Reprint every line of the data, keeping each character intact.

→ Listed entries
---+---
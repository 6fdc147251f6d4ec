//! Command implementations by domain.
//!
//! Every command returns a JSON value; `main` prints it.

pub mod emitted;
pub mod history;
pub mod memory;

use crate::cli::{Commands, EmittedCommands, HistoryCommands};
use murmur_memory::history::ConversationTurn;
use murmur_memory::user_cache::UserDataCache;
use murmur_memory::{MemorySubstrate, TieredCacheSettings, TieredMemoryCache};
use murmur_runtime::create_embedding_driver_or_unavailable;
use murmur_types::actor::ActorId;
use murmur_types::config::MurmurConfig;
use murmur_types::embedding::EmbeddingDriver;
use murmur_types::error::{MurmurError, MurmurResult};
use serde::Serialize;
use std::sync::Arc;

/// Turns fetched per user when their thread is read through the cache.
pub const PEER_HISTORY_WINDOW: usize = 50;

/// An opened database plus the configuration and actor a command runs with.
pub struct Session {
    pub config: MurmurConfig,
    pub substrate: MemorySubstrate,
    pub actor: ActorId,
    /// Recent thread with each user, kept for `memory.user_cache_ttl_secs`.
    peer_threads: UserDataCache<Vec<ConversationTurn>>,
}

impl Session {
    /// Validate the config and open the database it points at.
    pub fn open(config: MurmurConfig, actor: &str) -> MurmurResult<Self> {
        config.validate()?;
        let substrate = MemorySubstrate::open(&config.memory.resolved_db_path())?;
        Ok(Self::with_substrate(config, substrate, actor))
    }

    pub fn with_substrate(config: MurmurConfig, substrate: MemorySubstrate, actor: &str) -> Self {
        Self {
            peer_threads: UserDataCache::from_config(&config.memory),
            config,
            substrate,
            actor: ActorId::new(actor),
        }
    }

    /// Build the tiered cache with the configured embedding driver.
    ///
    /// A driver that cannot be built only disables the semantic tier; exact
    /// hits and exact-tier writes keep working.
    pub fn tiered_cache(&self) -> TieredMemoryCache {
        let settings = &self.config.embedding;
        let driver = create_embedding_driver_or_unavailable(
            &settings.provider,
            &settings.model,
            &settings.api_key_env,
        );
        let embedder: Arc<dyn EmbeddingDriver + Send + Sync> = Arc::from(driver);
        self.substrate
            .tiered_cache(embedder, TieredCacheSettings::from(&self.config.memory))
    }

    /// Recent thread with `user`, served from the per-user cache while fresh.
    pub async fn peer_thread(&self, user: &str) -> MurmurResult<Vec<ConversationTurn>> {
        let history = self.substrate.history();
        self.peer_threads
            .get_or_try_fetch(&self.actor, user, || async {
                history.recent_with_peer(&self.actor, user, PEER_HISTORY_WINDOW)
            })
            .await
    }

    /// Drop the cached thread after writing to it.
    pub fn invalidate_peer(&self, user: &str) {
        self.peer_threads.invalidate(&self.actor, user);
    }
}

/// Run any command that needs the database.
pub async fn execute(session: &Session, command: Commands) -> MurmurResult<serde_json::Value> {
    match command {
        Commands::Classify { text } => Ok(memory::classify(&text)),
        Commands::Lookup { query } => memory::lookup(session, &query).await,
        Commands::Admit {
            query,
            response,
            summary,
        } => memory::admit(session, &query, &summary, &response).await,
        Commands::Stats => memory::stats(session),
        Commands::Emitted(sub) => match sub {
            EmittedCommands::Check { text } => emitted::check(session, &text).await,
            EmittedCommands::Record { text } => emitted::record(session, &text).await,
            EmittedCommands::List { limit } => emitted::list(session, limit),
            EmittedCommands::Pick { candidates } => emitted::pick(session, &candidates).await,
        },
        Commands::History(sub) => match sub {
            HistoryCommands::Show { limit, user } => {
                history::show(session, user.as_deref(), limit).await
            }
            HistoryCommands::Append {
                content,
                role,
                user,
            } => history::append(session, user.as_deref(), &content, role.into()),
        },
    }
}

pub(crate) fn to_json<T: Serialize>(value: &T) -> MurmurResult<serde_json::Value> {
    serde_json::to_value(value).map_err(|e| MurmurError::Serialization(e.to_string()))
}

#[cfg(test)]
pub(crate) fn test_session(actor: &str) -> Session {
    test_session_with(MurmurConfig::default(), actor)
}

#[cfg(test)]
pub(crate) fn test_session_with(config: MurmurConfig, actor: &str) -> Session {
    Session::with_substrate(config, MemorySubstrate::open_in_memory().unwrap(), actor)
}
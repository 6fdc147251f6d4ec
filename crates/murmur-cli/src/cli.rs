//! Clap CLI definitions for Murmur.

use clap::{Parser, Subcommand, ValueEnum};
use murmur_memory::history::TurnRole;
use std::path::PathBuf;

pub const AFTER_HELP: &str = "\
\x1b[1mHint:\x1b[0m Commands suffixed with [*] have subcommands. Run `<command> --help` for details.

\x1b[1;36mExamples:\x1b[0m
  murmur classify \"what is beskar?\"             Show the context key for a mention
  murmur --actor mando_bot lookup \"what is beskar?\"
  murmur --actor mando_bot admit \"what is beskar?\" --response \"Mandalorian steel.\"
  murmur emitted check \"This is the way.\"        Has the persona posted this already?
  murmur --actor mando_bot history show --user grogu   Recent thread with one user
  murmur stats                                  Row counts for every store";

/// Murmur: tiered reply memory and duplicate-post guard for a persona agent.
#[derive(Parser, Debug)]
#[command(name = "murmur", version, about, after_help = AFTER_HELP)]
pub struct Cli {
    /// Path to config file.
    #[arg(long, global = true)]
    pub config: Option<PathBuf>,

    /// Persona account the memory belongs to.
    #[arg(long, global = true, default_value = "default")]
    pub actor: String,

    #[command(subcommand)]
    pub command: Commands,
}

#[derive(Subcommand, Debug)]
pub enum Commands {
    /// Classify a mention into its {intent, topic, tone} context key.
    Classify {
        /// Mention text.
        text: String,
    },
    /// Look a mention up in the exact tier, then the semantic tier.
    Lookup {
        /// Mention text.
        query: String,
    },
    /// Store a reply for a mention in both tiers.
    Admit {
        /// Mention text the reply answers.
        query: String,
        /// Reply text.
        #[arg(long)]
        response: String,
        /// Short summary of the reply.
        #[arg(long, default_value = "")]
        summary: String,
    },
    /// Check or record content the persona has posted [*].
    #[command(subcommand)]
    Emitted(EmittedCommands),
    /// Show or append conversation history for the actor [*].
    #[command(subcommand)]
    History(HistoryCommands),
    /// Row counts for every store.
    Stats,
}

#[derive(Subcommand, Debug)]
pub enum EmittedCommands {
    /// Whether this text has already been posted.
    Check {
        text: String,
    },
    /// Record that this text was posted.
    Record {
        text: String,
    },
    /// Most recently recorded texts, newest first.
    List {
        #[arg(long, default_value_t = 20)]
        limit: usize,
    },
    /// First candidate that has not been posted yet.
    Pick {
        #[arg(required = true)]
        candidates: Vec<String>,
    },
}

#[derive(Subcommand, Debug)]
pub enum HistoryCommands {
    /// Recent turns, oldest first.
    Show {
        #[arg(long, default_value_t = 20)]
        limit: usize,
        /// Only the thread with this user.
        #[arg(long)]
        user: Option<String>,
    },
    /// Append a turn.
    Append {
        content: String,
        #[arg(long, value_enum, default_value_t = RoleArg::User)]
        role: RoleArg,
        /// User on the other side of the thread.
        #[arg(long)]
        user: Option<String>,
    },
}

#[derive(Clone, Copy, Debug, PartialEq, Eq, ValueEnum)]
pub enum RoleArg {
    User,
    Persona,
}

impl From<RoleArg> for TurnRole {
    fn from(role: RoleArg) -> Self {
        match role {
            RoleArg::User => TurnRole::User,
            RoleArg::Persona => TurnRole::Persona,
        }
    }
}
//! Core types and traits for Murmur, the tiered memory behind a persona agent.
//!
//! This crate defines the data shared between the memory substrate, the
//! embedding drivers and the CLI: records, the context key, configuration,
//! errors, and the collaborator traits the tiered cache is built on.
//! It contains no storage or network logic.

pub mod actor;
pub mod config;
pub mod context;
pub mod embedding;
pub mod error;
pub mod memory;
---+---
→ Task response
repository 6fdc147251f6d4ec
//! Command implementations by domain.
//!
//! Every command returns a JSON value; `main` prints it.

pub mod emitted;
pub mod history;
pub mod memory;

use crate::cli::{Commands, EmittedCommands, HistoryCommands};
use murmur_memory::history::ConversationTurn;
use murmur_memory::user_cache::UserDataCache;
use murmur_memory::{MemorySubstrate, TieredCacheSettings, TieredMemoryCache};
use murmur_runtime::create_embedding_driver_or_unavailable;
use murmur_types::actor::ActorId;
use murmur_types::config::MurmurConfig;
use murmur_types::embedding::EmbeddingDriver;
use murmur_types::error::{MurmurError, MurmurResult};
use serde::Serialize;
use std::sync::Arc;

/// Turns fetched per user when their thread is read through the cache.
pub const PEER_HISTORY_WINDOW: usize = 50;

/// An opened database plus the configuration and actor a command runs with.
pub struct Session {
    pub config: MurmurConfig,
    pub substrate: MemorySubstrate,
    pub actor: ActorId,
    /// Recent thread with each user, kept for `memory.user_cache_ttl_secs`.
    peer_threads: UserDataCache<Vec<ConversationTurn>>,
}

impl Session {
    /// Validate the config and open the database it points at.
    pub fn open(config: MurmurConfig, actor: &str) -> MurmurResult<Self> {
        config.validate()?;
        let substrate = MemorySubstrate::open(&config.memory.resolved_db_path())?;
        Ok(Self::with_substrate(config, substrate, actor))
    }

    pub fn with_substrate(config: MurmurConfig, substrate: MemorySubstrate, actor: &str) -> Self {
        Self {
            peer_threads: UserDataCache::from_config(&config.memory),
            config,
            substrate,
            actor: ActorId::new(actor),
        }
    }

    /// Build the tiered cache with the configured embedding driver.
    ///
    /// A driver that cannot be built only disables the semantic tier; exact
    /// hits and exact-tier writes keep working.
    pub fn tiered_cache(&self) -> TieredMemoryCache {
        let settings = &self.config.embedding;
        let driver = create_embedding_driver_or_unavailable(
            &settings.provider,
            &settings.model,
            &settings.api_key_env,
        );
        let embedder: Arc<dyn EmbeddingDriver + Send + Sync> = Arc::from(driver);
        self.substrate
            .tiered_cache(embedder, TieredCacheSettings::from(&self.config.memory))
    }

    /// Recent thread with `user`, served from the per-user cache while fresh.
    pub async fn peer_thread(&self, user: &str) -> MurmurResult<Vec<ConversationTurn>> {
        let history = self.substrate.history();
        self.peer_threads
            .get_or_try_fetch(&self.actor, user, || async {
                history.recent_with_peer(&self.actor, user, PEER_HISTORY_WINDOW)
            })
            .await
    }

    /// Drop the cached thread after writing to it.
    pub fn invalidate_peer(&self, user: &str) {
        self.peer_threads.invalidate(&self.actor, user);
    }
}

/// Run any command that needs the database.
pub async fn execute(session: &Session, command: Commands) -> MurmurResult<serde_json::Value> {
    match command {
        Commands::Classify { text } => Ok(memory::classify(&text)),
        Commands::Lookup { query } => memory::lookup(session, &query).await,
        Commands::Admit {
            query,
            response,
            summary,
        } => memory::admit(session, &query, &summary, &response).await,
        Commands::Stats => memory::stats(session),
        Commands::Emitted(sub) => match sub {
            EmittedCommands::Check { text } => emitted::check(session, &text).await,
            EmittedCommands::Record { text } => emitted::record(session, &text).await,
            EmittedCommands::List { limit } => emitted::list(session, limit),
            EmittedCommands::Pick { candidates } => emitted::pick(session, &candidates).await,
        },
        Commands::History(sub) => match sub {
            HistoryCommands::Show { limit, user } => {
                history::show(session, user.as_deref(), limit).await
            }
            HistoryCommands::Append {
                content,
                role,
                user,
            } => history::append(session, user.as_deref(), &content, role.into()),
        },
    }
}

pub(crate) fn to_json<T: Serialize>(value: &T) -> MurmurResult<serde_json::Value> {
    serde_json::to_value(value).map_err(|e| MurmurError::Serialization(e.to_string()))
}

#[cfg(test)]
pub(crate) fn test_session(actor: &str) -> Session {
    test_session_with(MurmurConfig::default(), actor)
}

#[cfg(test)]
pub(crate) fn test_session_with(config: MurmurConfig, actor: &str) -> Session {
    Session::with_substrate(config, MemorySubstrate::open_in_memory().unwrap(), actor)
}
repository 6fdc147251f6d4ec
filename crates/murmur-cli/src/cli.rs
//! Clap CLI definitions for Murmur.

use clap::{Parser, Subcommand, ValueEnum};
use murmur_memory::history::TurnRole;
use std::path::PathBuf;

pub const AFTER_HELP: &str = "\
\x1b[1mHint:\x1b[0m Commands suffixed with [*] have subcommands. Run `<command> --help` for details.

\x1b[1;36mExamples:\x1b[0m
  murmur classify \"what is beskar?\"             Show the context key for a mention
  murmur --actor mando_bot lookup \"what is beskar?\"
  murmur --actor mando_bot admit \"what is beskar?\" --response \"Mandalorian steel.\"
  murmur emitted check \"This is the way.\"        Has the persona posted this already?
  murmur --actor mando_bot history show --user grogu   Recent thread with one user
  murmur stats                                  Row counts for every store";

/// Murmur: tiered reply memory and duplicate-post guard for a persona agent.
#[derive(Parser, Debug)]
#[command(name = "murmur", version, about, after_help = AFTER_HELP)]
pub struct Cli {
    /// Path to config file.
    #[arg(long, global = true)]
    pub config: Option<PathBuf>,

    /// Persona account the memory belongs to.
    #[arg(long, global = true, default_value = "default")]
    pub actor: String,

    #[command(subcommand)]
    pub command: Commands,
}

#[derive(Subcommand, Debug)]
pub enum Commands {
    /// Classify a mention into its {intent, topic, tone} context key.
    Classify {
        /// Mention text.
        text: String,
    },
    /// Look a mention up in the exact tier, then the semantic tier.
    Lookup {
        /// Mention text.
        query: String,
    },
    /// Store a reply for a mention in both tiers.
    Admit {
        /// Mention text the reply answers.
        query: String,
        /// Reply text.
        #[arg(long)]
        response: String,
        /// Short summary of the reply.
        #[arg(long, default_value = "")]
        summary: String,
    },
    /// Check or record content the persona has posted [*].
    #[command(subcommand)]
    Emitted(EmittedCommands),
    /// Show or append conversation history for the actor [*].
    #[command(subcommand)]
    History(HistoryCommands),
    /// Row counts for every store.
    Stats,
}

#[derive(Subcommand, Debug)]
pub enum EmittedCommands {
    /// Whether this text has already been posted.
    Check {
        text: String,
    },
    /// Record that this text was posted.
    Record {
        text: String,
    },
    /// Most recently recorded texts, newest first.
    List {
        #[arg(long, default_value_t = 20)]
        limit: usize,
    },
    /// First candidate that has not been posted yet.
    Pick {
        #[arg(required = true)]
        candidates: Vec<String>,
    },
}

#[derive(Subcommand, Debug)]
pub enum HistoryCommands {
    /// Recent turns, oldest first.
    Show {
        #[arg(long, default_value_t = 20)]
        limit: usize,
        /// Only the thread with this user.
        #[arg(long)]
        user: Option<String>,
    },
    /// Append a turn.
    Append {
        content: String,
        #[arg(long, value_enum, default_value_t = RoleArg::User)]
        role: RoleArg,
        /// User on the other side of the thread.
        #[arg(long)]
        user: Option<String>,
    },
}

#[derive(Clone, Copy, Debug, PartialEq, Eq, ValueEnum)]
pub enum RoleArg {
    User,
    Persona,
}

impl From<RoleArg> for TurnRole {
    fn from(role: RoleArg) -> Self {
        match role {
            RoleArg::User => TurnRole::User,
            RoleArg::Persona => TurnRole::Persona,
        }
    }
}
//! Core types and traits for Murmur, the tiered memory behind a persona agent.
//!
//! This crate defines the data shared between the memory substrate, the
//! embedding drivers and the CLI: records, the context key, configuration,
//! errors, and the collaborator traits the tiered cache is built on.
//! It contains no storage or network logic.

pub mod actor;
pub mod config;
pub mod context;
pub mod embedding;
pub mod error;
pub mod memory;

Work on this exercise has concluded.